In Albania, Ruth and I talked to college professors, students from junior high age to the university level, people on the street, etc. Below are some of the more interesting things we learned about this struggling country.
Albania is mountainous because the Alps extend all the way to Greece. Located near the place where Albania borders both Kosovo and Macedonia, Mount Korab is its highest point soaring to 9,068 feet.
The Albanian flag features a 2-headed eagle on a red background because Albanians call their country Shqipëria, which means country of the eagles. The story derives from a folk tale involving a young hunter, a baby eagle, and a snake.
Albania has a basically Mediterranean climate with cool, wet winters and hot summers, but because of the mountains there are many microclimates.
With a population of 3 million, Albania is 56% urban. About 59% of its citizens are Muslims. Christians, for now, constitute 17%. One of the newer sights in Tirana, its capital, is an Orthodox Cathedral called Resurrection of Christ. Albanians tell visitors like us that their country is #1 in the world for religious tolerance, and they idolize the most famous Albanian, Mother Theresa.
Albanians are descendants of Illyrians, the oldest tribe in The Balkans. William Shakespeare surely didn’t travel there, but he set his completely fictional comedy, Twelfth Night, in Illyria. Study.com calls ancient Illyria “…a place where many unusual things happen.” This has historically been true about both Illyria and Albania.
99% of the people speak Albanian as their 1st language. There are very few sub-cultures.

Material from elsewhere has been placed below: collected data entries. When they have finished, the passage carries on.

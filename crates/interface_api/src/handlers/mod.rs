//! Request handlers

pub mod cases;
pub mod health;
pub mod metrics;
pub mod policies;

The largest minority group is the Tosks.
There are 8 political parties now and Albania is a parliamentary democracy. From roughly 1949 to 1970 Albania was largely controlled by first Russia and then China. Some now call this the period of craziness. All churches were shut down. Albania was as isolated as a country can get. Even Mother Theresa couldn’t get back in to visit her dying mother. Travel abroad was prohibited. Paranoia reigned. Bunkers were built because those in charge expected invasion.
Some say the craziness continued. In 1997 pyramid schemes bankrupted 25 companies and led to debt amounting to $1.2 billion, which is a lot for little country. The government’s authority evaporated and socialists returned to power. Within 5 years the most popular car in this country was the Mercedes-Benz. The story explaining why is surreal.

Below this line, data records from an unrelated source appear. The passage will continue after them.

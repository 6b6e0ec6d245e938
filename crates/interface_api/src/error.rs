//! API error handling

use axum::{
    http::StatusCode,
    response::{IntoResponse, Response},
    Json,
};
use domain_case::CaseError;
use domain_review::ReviewError;
use infra_db::DatabaseError;
use serde::Serialize;
use thiserror::Error;

/// API error types
#[derive(Debug, Error)]
pub enum ApiError {
    #[error("Not found: {0}")]
    NotFound(String),

    #[error("Bad request: {0}")]
    BadRequest(String),

    #[error("Conflict: {0}")]
    Conflict(String),

    #[error("Internal server error: {0}")]
    Internal(String),

    #[error("Database error: {0}")]
    Database(String),

    #[error("Upstream error: {0}")]
    Upstream(String),
}

/// Error response body
#[derive(Debug, Serialize)]
pub struct ErrorResponse {
    pub error: String,
    pub message: String,
}

impl IntoResponse for ApiError {
    fn into_response(self) -> Response {
        let (status, error_type, message) = match &self {
            ApiError::NotFound(msg) => (StatusCode::NOT_FOUND, "not_found", msg.clone()),
            ApiError::BadRequest(msg) => (StatusCode::BAD_REQUEST, "bad_request", msg.clone()),
            ApiError::Conflict(msg) => (StatusCode::CONFLICT, "conflict", msg.clone()),
            ApiError::Internal(msg) => {
                (StatusCode::INTERNAL_SERVER_ERROR, "internal_error", msg.clone())
            }
            ApiError::Database(msg) => {
                (StatusCode::INTERNAL_SERVER_ERROR, "database_error", msg.clone())
            }
            ApiError::Upstream(msg) => (StatusCode::BAD_GATEWAY, "upstream_error", msg.clone()),
        };

        if status.is_server_error() {
            tracing::error!(error = %self, "request failed");
        }

        let body = ErrorResponse {
            error: error_type.to_string(),
            message,
        };

        (status, Json(body)).into_response()
    }
}

impl From<DatabaseError> for ApiError {
    fn from(err: DatabaseError) -> Self {
        if err.is_not_found() {
            ApiError::NotFound(err.to_string())
        } else {
            ApiError::Database(err.to_string())
        }
    }
}

impl From<CaseError> for ApiError {
    fn from(err: CaseError) -> Self {
        match err {
            CaseError::InvalidStateTransition { .. } => ApiError::Conflict(err.to_string()),
            _ => ApiError::BadRequest(err.to_string()),
        }
    }
}

impl From<ReviewError> for ApiError {
    fn from(err: ReviewError) -> Self {
        match err {
            ReviewError::Upstream(_) | ReviewError::MalformedResponse(_) => {
                ApiError::Upstream(err.to_string())
            }
            ReviewError::Extraction(_) => ApiError::Internal(err.to_string()),
        }
    }
}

Despite hard times, Albanians are warm-hearted. Physical gestures are part of everyday culture with head-nodding meaning no and side-to-side head movement meaning yes. Hugging and kissing are common. Males touch cheeks affectionately. Hospitality is important and Albanians say, “Our house belongs to God and our guest.”
It’s easy to like the Albanian people while feeling sorry for them at the same time.